**TASK INSTRUCTIONS:** Copy each line of the data beneath in which the word "NotReady" appears.

Top of SUPPLIED ENTRIES

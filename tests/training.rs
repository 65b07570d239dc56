use ndarray::Array2;

use beacon_qlearning::action_selection::{EnumActionSelection, EpsilonGreedy, ExponentialDecay, Greedy};
use beacon_qlearning::env::{
    Command, CommandKind, Env, EnvError, MoveToBeaconConfig, MoveToBeaconEnv, Observation,
    PlayerRelative,
};
use beacon_qlearning::state::StateDescriptor;
use beacon_qlearning::{QAgent, ScriptedAgent, Trainer, TrainerConfig};

/// Alternates between "selected" and "not selected" every step and always
/// pays a reward of 1.
struct CyclingEnv {
    selected: bool,
    commands: Vec<Command>,
}

impl CyclingEnv {
    fn new() -> Self {
        Self {
            selected: false,
            commands: vec![],
        }
    }

    fn observe(&self) -> Observation {
        let mut player_relative: Array2<u8> = Array2::zeros((4, 4));
        let mut selected: Array2<u8> = Array2::zeros((4, 4));
        player_relative[[0, 0]] = PlayerRelative::SelfUnit as u8;
        if self.selected {
            selected[[0, 0]] = 1;
        }
        Observation::new(
            player_relative,
            selected,
            vec![
                CommandKind::NoOp,
                CommandKind::SelectAll,
                CommandKind::SelectPoint,
                CommandKind::Move,
            ],
        )
    }
}

impl Env for CyclingEnv {
    fn reset(&mut self) -> Observation {
        self.selected = false;
        self.observe()
    }

    fn step(&mut self, command: &Command) -> Result<(Observation, f64, bool), EnvError> {
        self.commands.push(*command);
        self.selected = !self.selected;
        Ok((self.observe(), 1.0, false))
    }

    fn render(&self) -> String {
        format!("selected={}", self.selected)
    }
}

fn quiet_trainer(n_episodes: u128, max_steps: u128) -> Trainer {
    Trainer::new(TrainerConfig {
        n_episodes,
        max_steps,
        learning_rate: 0.1,
        discount_factor: 0.9,
        show_progress: false,
    })
}

fn exploring_agent(seed: u64) -> QAgent {
    QAgent::new(
        EnumActionSelection::from(EpsilonGreedy::new(
            ExponentialDecay::new(0.9, 0.025, 50.0),
            seed,
        )),
        seed,
    )
}

#[test]
fn two_short_episodes_write_two_log_lines() {
    let mut env = CyclingEnv::new();
    let mut agent = exploring_agent(1);
    let mut log: Vec<u8> = vec![];

    let (rewards, lengths, errors) = quiet_trainer(2, 5)
        .train(&mut env, &mut agent, &mut log)
        .unwrap();

    let text = String::from_utf8(log).unwrap();
    let lines: Vec<&str> = text.lines().collect();
    assert_eq!(lines.len(), 2);
    for line in &lines {
        assert!(line.contains("5.0"), "line {:?} lacks the episode reward", line);
    }
    assert!(lines[0].starts_with("0\t"));
    assert!(lines[1].starts_with("1\t"));
    assert_eq!(rewards, vec![5.0, 5.0]);
    assert_eq!(lengths, vec![5, 5]);
    assert_eq!(errors.len(), 10);
    assert_eq!(agent.steps(), 10);
    assert_eq!(env.commands.len(), 10);
}

#[test]
fn cycle_only_ever_sees_two_states() {
    let mut env = CyclingEnv::new();
    let mut agent = exploring_agent(2);
    quiet_trainer(3, 20)
        .train(&mut env, &mut agent, &mut std::io::sink())
        .unwrap();
    assert_eq!(agent.table().len(), 2);
    assert!(agent.table().contains(&StateDescriptor::new(false, false)));
    assert!(agent.table().contains(&StateDescriptor::new(true, false)));
    for (_, values) in agent.table().iter() {
        assert!(values.iter().all(|v| *v >= 0.0));
    }
}

#[test]
fn step_counter_survives_episode_boundaries() {
    let mut env = CyclingEnv::new();
    let mut agent = exploring_agent(3);
    let trainer = quiet_trainer(4, 3);
    trainer.train(&mut env, &mut agent, &mut std::io::sink()).unwrap();
    assert_eq!(agent.steps(), 12);
    let rate = agent.exploration_rate();
    assert!(rate < 0.9);
    assert!(rate > 0.025);
}

#[test]
fn scripted_agent_reaches_the_beacon() {
    let mut env = MoveToBeaconEnv::new(MoveToBeaconConfig {
        max_steps: 200,
        seed: 11,
        ..MoveToBeaconConfig::default()
    });
    let mut agent = ScriptedAgent::new(11);
    let (rewards, lengths) = quiet_trainer(2, 200)
        .evaluate(&mut env, &mut agent, 2)
        .unwrap();
    assert_eq!(lengths, vec![200, 200]);
    assert!(rewards.iter().all(|r| *r >= 1.0));
}

#[test]
fn q_agent_trains_and_evaluates_on_the_beacon_map() {
    let mut env = MoveToBeaconEnv::new(MoveToBeaconConfig {
        max_steps: 50,
        seed: 5,
        ..MoveToBeaconConfig::default()
    });
    let mut agent = exploring_agent(5);
    let mut log: Vec<u8> = vec![];
    let trainer = quiet_trainer(3, 50);
    let (rewards, _, _) = trainer.train(&mut env, &mut agent, &mut log).unwrap();
    assert_eq!(rewards.len(), 3);
    assert_eq!(String::from_utf8(log).unwrap().lines().count(), 3);
    // the beacon respawns on the step it is reached, so no observation
    // shows the unit standing on it
    assert!(agent.table().len() <= 2);
    assert!(agent.table().iter().all(|(state, _)| !state.on_target));

    agent.set_action_selector(EnumActionSelection::from(Greedy::default()));
    let steps_before = agent.steps();
    let (eval_rewards, _) = trainer.evaluate(&mut env, &mut agent, 2).unwrap();
    assert_eq!(eval_rewards.len(), 2);
    assert_eq!(agent.exploration_rate(), 0.0);
    assert_eq!(agent.steps(), steps_before + 100);
}

#[test]
fn q_agent_trains_on_a_small_map() {
    let mut env = MoveToBeaconEnv::new(MoveToBeaconConfig {
        size: 16,
        max_steps: 100,
        seed: 9,
        ..MoveToBeaconConfig::default()
    });
    let mut agent = QAgent::new(
        EnumActionSelection::from(EpsilonGreedy::new(ExponentialDecay::new(1.0, 1.0, 1.0), 9)),
        9,
    );
    let trainer = Trainer::new(TrainerConfig {
        n_episodes: 4,
        max_steps: 100,
        learning_rate: 0.1,
        discount_factor: 0.9,
        show_progress: true,
    });
    let (rewards, lengths, _) = trainer
        .train(&mut env, &mut agent, &mut std::io::sink())
        .unwrap();
    assert_eq!(rewards.len(), 4);
    assert_eq!(lengths, vec![100; 4]);

    agent.set_action_selector(EnumActionSelection::from(Greedy::default()));
    let (eval_rewards, _) = trainer.evaluate(&mut env, &mut agent, 2).unwrap();
    assert_eq!(eval_rewards.len(), 2);
}

#[test]
fn env_errors_reach_the_caller() {
    struct BrokenEnv;
    impl Env for BrokenEnv {
        fn reset(&mut self) -> Observation {
            Observation::new(Array2::zeros((2, 2)), Array2::zeros((2, 2)), vec![])
        }
        fn step(&mut self, _command: &Command) -> Result<(Observation, f64, bool), EnvError> {
            Err(EnvError::NotReady)
        }
        fn render(&self) -> String {
            String::new()
        }
    }
    let mut agent = exploring_agent(0);
    let result = quiet_trainer(1, 5).train(&mut BrokenEnv, &mut agent, &mut std::io::sink());
    assert!(matches!(
        result,
        Err(beacon_qlearning::trainer::TrainError::Env(EnvError::NotReady))
    ));
}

Bottom of SUPPLIED ENTRIES

**RESPONSE TO THE TASK:**
            Err(EnvError::NotReady)
        Err(beacon_qlearning::trainer::TrainError::Env(EnvError::NotReady))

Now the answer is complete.